9. This case does not go the whole length with the appellant's contention. The present is not a case of an agent executing a document and the master being sought to be bound by it. Here one partner is sought to be bound by the conduct of the other partner. But there can be no doubt that there are certain dicta in the judgment which do lend some countenance to his contention. The learned Counsel has further relied upon Sitaram Krishna v. Chimandas Fateh Chand ('28) 15 A.I.R. 1928 Bom. 516 and Punjab United Bank Ltd. v. Muhammad Husain ('34) 21 A.I.R. 1934 Lah. 358. All these merely follow the Privy Council case. The learned, counsel for the respondents has cited cases in Karmali Abdulla v. Karimji Jiwanji ('14) 1 A.I.R. 1914 P.C. 132 and Shanmuganatha Chettiar v. K. Srinivasa Ayyar ('17) 4 A.I.R. 1917 Mad. 108. The facts of Karmali Abdulla v. Karimji Jiwanji ('14) 1 A.I.R. 1914 P.C. 132 are complicated and require some detailed consideration. Briefly they are these. Karimji and Rashid were two merchants carrying on business in Mauritus.
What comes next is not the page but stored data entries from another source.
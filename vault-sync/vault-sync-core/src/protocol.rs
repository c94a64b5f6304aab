//! Wire protocol of the sync socket.
//!
//! The socket interleaves two streams: JSON text frames dispatched on
//! an `op` tag, and raw binary frames carrying blob pieces during a
//! push upload or pull download. Replies are duck-typed: some carry a
//! `res` tag, some an `op` tag, some neither, so outgoing frames are
//! built shape by shape instead of through one tagged enum.

use bytes::Bytes;
use serde::{Deserialize, Serialize};
use serde_json::{json, Value};

use crate::error::{Error, Result};
use crate::model::DocumentRecord;

/// Advertised vault size limit: 10 GiB. Reported to the client on the
/// `size` op, never enforced on upload.
pub const SYNC_SIZE_LIMIT: i64 = 10 * 1024 * 1024 * 1024;

/// One blob piece: up to 2 MiB per binary frame.
pub const CHUNK_SIZE: i64 = 2 * 1024 * 1024;

pub fn size_to_pieces(size: i64) -> i64 {
    (size + CHUNK_SIZE - 1) / CHUNK_SIZE
}

/// Client messages, tagged by `op`. Unknown tags land in `Unknown` and
/// are answered with a plain ok.
#[derive(Debug, Deserialize)]
#[serde(tag = "op", rename_all = "lowercase")]
pub enum ClientMessage {
    Init(Init),
    Ping,
    Size,
    Push(Push),
    Pull { uid: i64 },
    Deleted,
    History { path: String, last: i64 },
    Restore { uid: i64 },
    #[serde(other)]
    Unknown,
}

/// Vault ids arrive as either a JSON string or a number depending on
/// the client build.
#[derive(Debug, Deserialize)]
#[serde(untagged)]
pub enum VaultId {
    Int(i64),
    Str(String),
}

impl VaultId {
    pub fn parse(&self) -> Result<i64> {
        match self {
            VaultId::Int(id) => Ok(*id),
            VaultId::Str(s) => s
                .parse()
                .map_err(|_| Error::validation(format!("invalid vault id: {s}"))),
        }
    }
}

/// First message on every connection.
#[derive(Debug, Deserialize)]
pub struct Init {
    pub token: String,
    pub device: String,
    pub id: VaultId,
    pub keyhash: String,
    pub version: i64,
    pub initial: bool,
}

#[derive(Debug, Deserialize)]
pub struct Push {
    pub path: String,
    #[serde(default)]
    pub relatedpath: Option<String>,
    #[serde(default)]
    pub hash: String,
    pub folder: bool,
    pub deleted: bool,
    #[serde(default)]
    pub size: i64,
    #[serde(default)]
    pub pieces: i64,
    pub ctime: i64,
    pub mtime: i64,
}

/// A record as broadcast to clients. `size` is omitted for folders and
/// deletions.
#[derive(Debug, Clone)]
pub struct RecordPayload {
    pub uid: i64,
    pub path: String,
    pub hash: String,
    pub folder: bool,
    pub deleted: bool,
    pub ctime: i64,
    pub mtime: i64,
    pub size: Option<i64>,
}

impl From<&DocumentRecord> for RecordPayload {
    fn from(record: &DocumentRecord) -> Self {
        Self {
            uid: record.id,
            path: record.path.clone(),
            hash: record.hash.clone(),
            folder: record.folder,
            deleted: record.deleted,
            ctime: record.ctime,
            mtime: record.mtime,
            size: (!record.folder && !record.deleted).then_some(record.size),
        }
    }
}

/// A record in `history` and `deleted` replies. `ts` is the server
/// insert time in milliseconds.
#[derive(Debug, Clone, Serialize)]
pub struct HistoryItem {
    pub uid: i64,
    pub path: String,
    pub relatedpath: String,
    pub folder: bool,
    pub device: String,
    pub size: i64,
    pub deleted: bool,
    pub ts: i64,
}

impl From<&DocumentRecord> for HistoryItem {
    fn from(record: &DocumentRecord) -> Self {
        Self {
            uid: record.id,
            path: record.path.clone(),
            relatedpath: record.relatedpath.clone(),
            folder: record.folder,
            device: record.device.clone(),
            size: record.size,
            deleted: record.deleted,
            ts: record.created_at.timestamp_millis(),
        }
    }
}

/// Everything the server can put on the socket. A connection funnels
/// all of these through one queue so text and binary frames keep their
/// order.
#[derive(Debug, Clone)]
pub enum ServerMessage {
    Ok,
    Err(String),
    /// Flow control during push upload: ask the client for the next
    /// chunk. The client treats any `res` other than `"ok"` this way.
    MissingBlobs,
    Pong,
    Push(RecordPayload),
    Ready { version: i64 },
    VaultSize { size: i64 },
    PullInfo { size: i64, pieces: i64, deleted: bool },
    DeletedItems { items: Vec<HistoryItem> },
    HistoryItems { items: Vec<HistoryItem> },
    Internal { msg: String },
    Binary(Bytes),
}

impl ServerMessage {
    /// JSON body for text frames; `None` for [`ServerMessage::Binary`].
    pub fn to_json(&self) -> Option<Value> {
        let value = match self {
            ServerMessage::Ok => json!({"res": "ok"}),
            ServerMessage::Err(err) => json!({"res": "err", "err": err}),
            ServerMessage::MissingBlobs => json!({"res": "missing-blobs"}),
            ServerMessage::Pong => json!({"op": "pong"}),
            ServerMessage::Push(record) => {
                let mut msg = json!({
                    "op": "push",
                    "uid": record.uid,
                    "path": record.path,
                    "hash": record.hash,
                    "folder": record.folder,
                    "deleted": record.deleted,
                    "ctime": record.ctime,
                    "mtime": record.mtime,
                });
                if let Some(size) = record.size {
                    msg["size"] = size.into();
                }
                msg
            }
            ServerMessage::Ready { version } => json!({"op": "ready", "version": version}),
            ServerMessage::VaultSize { size } => json!({"size": size, "limit": SYNC_SIZE_LIMIT}),
            ServerMessage::PullInfo {
                size,
                pieces,
                deleted,
            } => json!({"size": size, "pieces": pieces, "deleted": deleted}),
            ServerMessage::DeletedItems { items } => json!({"items": items}),
            ServerMessage::HistoryItems { items } => json!({"items": items, "more": false}),
            ServerMessage::Internal { msg } => json!({"err": "internal error", "msg": msg}),
            ServerMessage::Binary(_) => return None,
        };
        Some(value)
    }
}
Rashid had, all along, a Bombay house and Karim was in the act of setting up one. Karmali was a merchant carrying on business in Bombay and in Hongkong. Karim and Rashid resolved to have a joint speculative business in brown sugar to be shipped from Mauritus to Hongkong. The terms of the arrangement were that purchases were to be made jointly at Mauritus by both the firms after consultation with each other and after taking advice from the Bombay houses. When sufficient sugar to load a ship had been purchased a ship with the consultation of each other was despatched to Hongkong.
10. Invoices in sugar were to be made out separately as half and half and to be sent respectively to each of the Bombay firms. Rashid was to draw bills to the value of the sugar on his Bombay house and Karim on his Bombay house. Notwithstanding the above which indicated separate liability, there was an agreement the preamble of which ran thus "for the purpose of doing any partnership in brown sugar from Mauritus to Hongkong agreed to act as follows." Sugar was sent to Hongkong, but the venture failed. Rashid had been declared an insolvent. Karmali brought a suit in respect of the liability of both and impleaded Karim and Rashid. Rashid was represented by the Official Assignee, but neither he nor the assignee opposed judgment. Karim, however, opposed the judgment on the ground that he had paid all sums due on bills signed by himself and that he was not liable in respect of the money raised on bills to which he was no party. It was contended on the basis of Section 251, Contract Act, which corresponds with Section 22, Partnership Act, that the claim as against Karim, to the extent of the liability of Rashid, ought to fail. But their Lordships held him liable for the debt due from Rashid. At p. 274 say their Lordships:
Their Lordships think that the law on these matters is accurately stated in the well-known judgment of Lord Ellenborough in Gouthwaite v. Duckworth (1810) 12 East. 421.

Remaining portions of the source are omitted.